*** Opening STUDY MATERIAL ***
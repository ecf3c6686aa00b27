use std::num::NonZeroU32;

use glow::HasContext;

use crate::context::{Framebuffer, HostContext, HostVideo};
use crate::error::ContextError;
use crate::layout::Geometry;

/// [`HostContext`] backed by the host's OpenGL context through `glow`.
///
/// GL entry points are loaded from the host on every context creation, so
/// a host that recreates its context hands us fresh pointers.
pub struct GlowContext<H> {
    host: H,
    gl: Option<glow::Context>,
}

impl<H: HostVideo> GlowContext<H> {
    pub fn new(host: H) -> Self {
        Self { host, gl: None }
    }

    pub fn host(&self) -> &H {
        &self.host
    }

    fn host_framebuffer(&self) -> Result<Framebuffer, ContextError> {
        let raw = self.host.current_framebuffer();
        u32::try_from(raw)
            .map(Framebuffer::new)
            .map_err(|_| ContextError::InvalidFramebuffer(raw))
    }

    fn gl(&self, op: &str) -> Option<&glow::Context> {
        if self.gl.is_none() {
            log::warn!("GL `{}` skipped: no context loaded", op);
        }
        self.gl.as_ref()
    }
}

fn native(framebuffer: Framebuffer) -> Option<glow::NativeFramebuffer> {
    NonZeroU32::new(framebuffer.raw()).map(glow::NativeFramebuffer)
}

impl<H: HostVideo> HostContext for GlowContext<H> {
    fn acquire_framebuffer(&mut self) -> Result<Framebuffer, ContextError> {
        for symbol in ["glBindFramebuffer", "glClear"] {
            if self.host.proc_address(symbol).is_null() {
                return Err(ContextError::MissingEntryPoint(symbol));
            }
        }

        let framebuffer = self.host_framebuffer()?;
        let host = &self.host;
        let gl = unsafe { glow::Context::from_loader_function(|s| host.proc_address(s)) };
        log::debug!("GL context loaded: {:?}", gl.version());
        self.gl = Some(gl);

        Ok(framebuffer)
    }

    fn current_framebuffer(&mut self) -> Result<Framebuffer, ContextError> {
        if self.gl.is_none() {
            return Err(ContextError::Unavailable("GL not loaded".into()));
        }
        self.host_framebuffer()
    }

    fn release(&mut self) {
        self.gl = None;
    }

    fn bind_framebuffer(&mut self, framebuffer: Framebuffer) {
        if let Some(gl) = self.gl("bind_framebuffer") {
            unsafe { gl.bind_framebuffer(glow::DRAW_FRAMEBUFFER, native(framebuffer)) };
        }
    }

    fn unbind_framebuffer(&mut self) {
        if let Some(gl) = self.gl("unbind_framebuffer") {
            unsafe { gl.bind_framebuffer(glow::DRAW_FRAMEBUFFER, None) };
        }
    }

    fn clear(&mut self, width: u32, height: u32) {
        if let Some(gl) = self.gl("clear") {
            unsafe {
                gl.viewport(0, 0, width as i32, height as i32);
                gl.clear_color(0.0, 0.0, 0.0, 1.0);
                gl.clear(glow::COLOR_BUFFER_BIT | glow::DEPTH_BUFFER_BIT | glow::STENCIL_BUFFER_BIT);
            }
        }
    }

    fn present(&mut self, width: u32, height: u32) {
        self.host.frame_ready(width, height);
    }

    fn reset_state(&mut self) {
        if let Some(gl) = self.gl("reset_state") {
            unsafe {
                gl.use_program(None);
                gl.bind_vertex_array(None);
                gl.bind_buffer(glow::ARRAY_BUFFER, None);
                gl.bind_buffer(glow::ELEMENT_ARRAY_BUFFER, None);
                gl.active_texture(glow::TEXTURE0);
                gl.bind_texture(glow::TEXTURE_2D, None);
                gl.bind_framebuffer(glow::FRAMEBUFFER, None);
                gl.disable(glow::BLEND);
                gl.disable(glow::CULL_FACE);
                gl.disable(glow::DEPTH_TEST);
                gl.disable(glow::SCISSOR_TEST);
                gl.disable(glow::STENCIL_TEST);
                gl.color_mask(true, true, true, true);
                gl.depth_mask(true);
            }
        }
    }

    fn set_geometry(&mut self, geometry: &Geometry) -> bool {
        self.host.set_geometry(geometry)
    }
}

#[cfg(test)]
mod tests {
    use super::*;
    use std::ffi::c_void;

    struct NoGlHost {
        framebuffer: usize,
        frames: Vec<(u32, u32)>,
    }

    impl HostVideo for NoGlHost {
        fn proc_address(&self, _symbol: &str) -> *const c_void {
            std::ptr::null()
        }

        fn current_framebuffer(&self) -> usize {
            self.framebuffer
        }

        fn frame_ready(&mut self, width: u32, height: u32) {
            self.frames.push((width, height));
        }

        fn set_geometry(&mut self, _geometry: &Geometry) -> bool {
            true
        }
    }

    #[test]
    fn missing_entry_points_fail_acquire() {
        let mut ctx = GlowContext::new(NoGlHost {
            framebuffer: 3,
            frames: Vec::new(),
        });
        assert!(matches!(
            ctx.acquire_framebuffer(),
            Err(ContextError::MissingEntryPoint("glBindFramebuffer"))
        ));
        assert!(ctx.current_framebuffer().is_err());

        // no GL loaded: draw calls are skipped, present still reaches the host
        ctx.clear(10, 10);
        ctx.present(10, 20);
        assert_eq!(ctx.host().frames, vec![(10, 20)]);
    }

    #[test]
    fn default_framebuffer_maps_to_none() {
        assert!(native(Framebuffer::DEFAULT).is_none());
        assert!(native(Framebuffer::new(7)).is_some());
    }
}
*** Closing STUDY MATERIAL ***
Return, from the data, each line where the string "impl" occurs.

### ANSWER FOR THE TASK
impl<H: HostVideo> GlowContext<H> {
impl<H: HostVideo> HostContext for GlowContext<H> {
    impl HostVideo for NoGlHost {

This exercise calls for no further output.